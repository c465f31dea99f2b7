//! Category providers: id → async source of category data

use std::collections::HashMap;
use std::sync::Arc;

use async_trait::async_trait;
use gauge_core::{Result, UnitCategory};
use gauge_units::{CategoryBuilder, BUILTIN_CATEGORIES};

/// Produces a category's unit data on demand
#[async_trait]
pub trait CategoryProvider: Send + Sync {
    async fn load(&self) -> Result<UnitCategory>;
}

/// Provider backed by a static builder function
pub struct StaticProvider {
    build: CategoryBuilder,
}

impl StaticProvider {
    pub fn new(build: CategoryBuilder) -> Self {
        StaticProvider { build }
    }
}

#[async_trait]
impl CategoryProvider for StaticProvider {
    async fn load(&self) -> Result<UnitCategory> {
        Ok((self.build)())
    }
}

/// Registered providers, keyed by category id
#[derive(Clone, Default)]
pub struct ProviderRegistry {
    providers: HashMap<String, Arc<dyn CategoryProvider>>,
    order: Vec<String>,
}

impl ProviderRegistry {
    pub fn new() -> Self {
        Self::default()
    }

    /// Registry with every built-in category
    pub fn standard() -> Self {
        BUILTIN_CATEGORIES
            .iter()
            .fold(Self::new(), |registry, (id, build)| {
                registry.with_provider(id, StaticProvider::new(*build))
            })
    }

    /// Register (or replace) the provider for a category id
    pub fn with_provider<P: CategoryProvider + 'static>(self, category_id: &str, provider: P) -> Self {
        self.with_shared_provider(category_id, Arc::new(provider))
    }

    pub fn with_shared_provider(mut self, category_id: &str, provider: Arc<dyn CategoryProvider>) -> Self {
        if !self.providers.contains_key(category_id) {
            self.order.push(category_id.to_string());
        }
        self.providers.insert(category_id.to_string(), provider);
        self
    }

    pub fn get(&self, category_id: &str) -> Option<Arc<dyn CategoryProvider>> {
        self.providers.get(category_id).cloned()
    }

    pub fn contains(&self, category_id: &str) -> bool {
        self.providers.contains_key(category_id)
    }

    /// Category ids in registration order
    pub fn category_ids(&self) -> &[String] {
        &self.order
    }
}

#[cfg(test)]
mod tests {
    use super::*;

    #[test]
    fn test_standard_registers_builtins() {
        let registry = ProviderRegistry::standard();
        assert!(registry.contains("length"));
        assert!(registry.contains("fuel_economy"));
        assert!(!registry.contains("currency"));
        assert_eq!(registry.category_ids()[0], "length");
        assert_eq!(registry.category_ids().len(), BUILTIN_CATEGORIES.len());
    }

    #[test]
    fn test_replacing_keeps_order() {
        let registry = ProviderRegistry::standard()
            .with_provider("length", StaticProvider::new(|| UnitCategory::new("length", "Custom")));
        assert_eq!(registry.category_ids().len(), BUILTIN_CATEGORIES.len());
        assert_eq!(registry.category_ids()[0], "length");
    }

    #[tokio::test]
    async fn test_static_provider_loads() {
        let registry = ProviderRegistry::standard();
        let provider = registry.get("mass").unwrap();
        let category = provider.load().await.unwrap();
        assert_eq!(category.id, "mass");
        assert!(category.lookup_unit("pound").is_some());
    }
}
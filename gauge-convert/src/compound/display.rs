//! Display templates: `{i}` is the i-th value, `{i:unit}` its symbol

use gauge_core::format::format_trimmed;
use gauge_core::{CompoundMeasurement, MeasurementComponent, UnitCategory};

/// Fill a display template from a measurement
pub fn render(pattern: &str, measurement: &CompoundMeasurement, category: Option<&UnitCategory>) -> String {
    let mut out = pattern.to_string();
    for (i, component) in measurement.components.iter().enumerate() {
        out = out
            .replace(&format!("{{{}:unit}}", i), &symbol(component, category))
            .replace(&format!("{{{}}}", i), &format_trimmed(component.value, 2));
    }
    strip_placeholders(&out)
        .split_whitespace()
        .collect::<Vec<_>>()
        .join(" ")
}

fn symbol(component: &MeasurementComponent, category: Option<&UnitCategory>) -> String {
    if let Some(unit) = &component.unit {
        return unit.symbol.clone();
    }
    category
        .and_then(|c| c.lookup_unit(&component.unit_id))
        .map(|u| u.symbol.clone())
        .unwrap_or_else(|| component.unit_id.clone())
}

fn strip_placeholders(text: &str) -> String {
    let mut out = String::with_capacity(text.len());
    let mut rest = text;
    while let Some(start) = rest.find('{') {
        out.push_str(&rest[..start]);
        let tail = &rest[start..];
        match tail.find('}') {
            Some(end) if is_placeholder(&tail[1..end]) => rest = &tail[end + 1..],
            _ => {
                out.push('{');
                rest = &tail[1..];
            }
        }
    }
    out.push_str(rest);
    out
}

fn is_placeholder(inner: &str) -> bool {
    let index = inner.strip_suffix(":unit").unwrap_or(inner);
    !index.is_empty() && index.chars().all(|c| c.is_ascii_digit())
}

· · · ·

### Task:
The line with "pub trait CategoryProvider: Send" marks the end; reproduce exactly every line from the start of the entries up to it, that line included.

### Expected answer:
repository c465f31dea99f2b7
//! Category providers: id → async source of category data

use std::collections::HashMap;
use std::sync::Arc;

use async_trait::async_trait;
use gauge_core::{Result, UnitCategory};
use gauge_units::{CategoryBuilder, BUILTIN_CATEGORIES};

/// Produces a category's unit data on demand
#[async_trait]
pub trait CategoryProvider: Send + Sync {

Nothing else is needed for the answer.